I'm not familiar with this painting either Marion although I do love Van Gogh's work. We went to an exhibition many years ago and I was blown away by his use of colour and by the great joy of his thick paint on the canvas. I've never looked into online jigsaws but you've got me interested now. I think you've done so well to get moved from Norfolk to Scotland and can't begin to imagine how you got to grips with all that decluttering. Adjustments to life changes, especially with health, take so much time and I know you are getting there. Just wish you didn't have to do that but you are heading in the right direction (Sorry for the cliché but the admiration is genuine).

Heleen Roberts van der Meer said...

Love doing jigsaws for that reason: the observation of the smallest detail. I used to do them online too but can't find the one I was on anymore.
Also have a new one waiting to be freed from its box. Too cold in the backroom though.

Van Gogh: never appreciated his emotions overflowing from his paintings.
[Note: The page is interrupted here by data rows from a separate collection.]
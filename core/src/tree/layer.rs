//! Wrapper type representing the layer of a node.

/// Layer of a node (32-bit unsigned integer).
///
/// Every node in a `SparseRegionTree` is a cube, and its `Layer` is the base-2
/// log of the number of cells along each axis. A node at `Layer(0)` is a leaf
/// holding a single cell; a node at `Layer(5)` spans 32x32x32 cells and has up
/// to eight children at `Layer(4)`.
#[derive(Debug, Default, Copy, Clone, Ord, PartialOrd, Eq, PartialEq, Hash)]
#[repr(transparent)]
pub struct Layer(pub u32);

impl Layer {
    /// Highest layer supported. Cell coordinates are `isize`, and a few bits
    /// of headroom keep `min + len` from overflowing.
    pub const MAX: Layer = Layer(isize::BITS - 4);

    /// Returns the smallest layer whose nodes are at least `len` cells long
    /// along each axis.
    ///
    /// Zero and one both yield `Layer(0)`.
    #[inline]
    pub fn covering(len: usize) -> Self {
        match len.checked_next_power_of_two() {
            Some(len) => Self(len.trailing_zeros()),
            None => Self(usize::BITS),
        }
    }

    /// Returns `true` if a node at this layer is a single cell.
    #[inline]
    pub const fn is_leaf(self) -> bool {
        self.0 == 0
    }
    /// Returns the layer of this node's children.
    ///
    /// # Panics
    ///
    /// This method panics if called on `Layer(0)`.
    #[inline]
    pub fn child_layer(self) -> Layer {
        Layer(
            self.0
                .checked_sub(1)
                .expect("Tried to get layer below minimum"),
        )
    }

    /// Returns the number of cells along each axis of a node at this layer.
    ///
    /// # Panics
    ///
    /// This method panics if the layer is above `Layer::MAX`.
    #[inline]
    pub fn len(self) -> isize {
        assert!(self <= Self::MAX, "layer {} is too large", self.0);
        1 << self.0
    }
}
The urgency of the brush strokes etc etc I think it is time well spent looking at detail, appreciating how the whole comes together from all the parts.
One of my favourites at the moment is Pissarro. The mood in his paintings absorbed straight from being in the landscape.

Re decluttering the craft stashes ... know exactly what you mean. I was stuck in the 'may come in useful one day' groove for years and am finally getting out of it. I am now sorting on the principal that it is for work that I really really want to do ... it is all to do with making pictures and using colour ... whether it is stitched, painted or knitted or felted or even a mix of all of that.
I know I will sit and stitch by hand, or knit & crochet, and painting is never going to go away ever :)
And like you say: it can always be bought again if needs be.
Bonus: it declutters my head at the same time. I feel lighter already :)

artmixter said...

Thank you both x. I know it's good for me, to get rid of more 'stuff', but at this point, it's much harder to do. It will be easier to keep it tidy, though lol.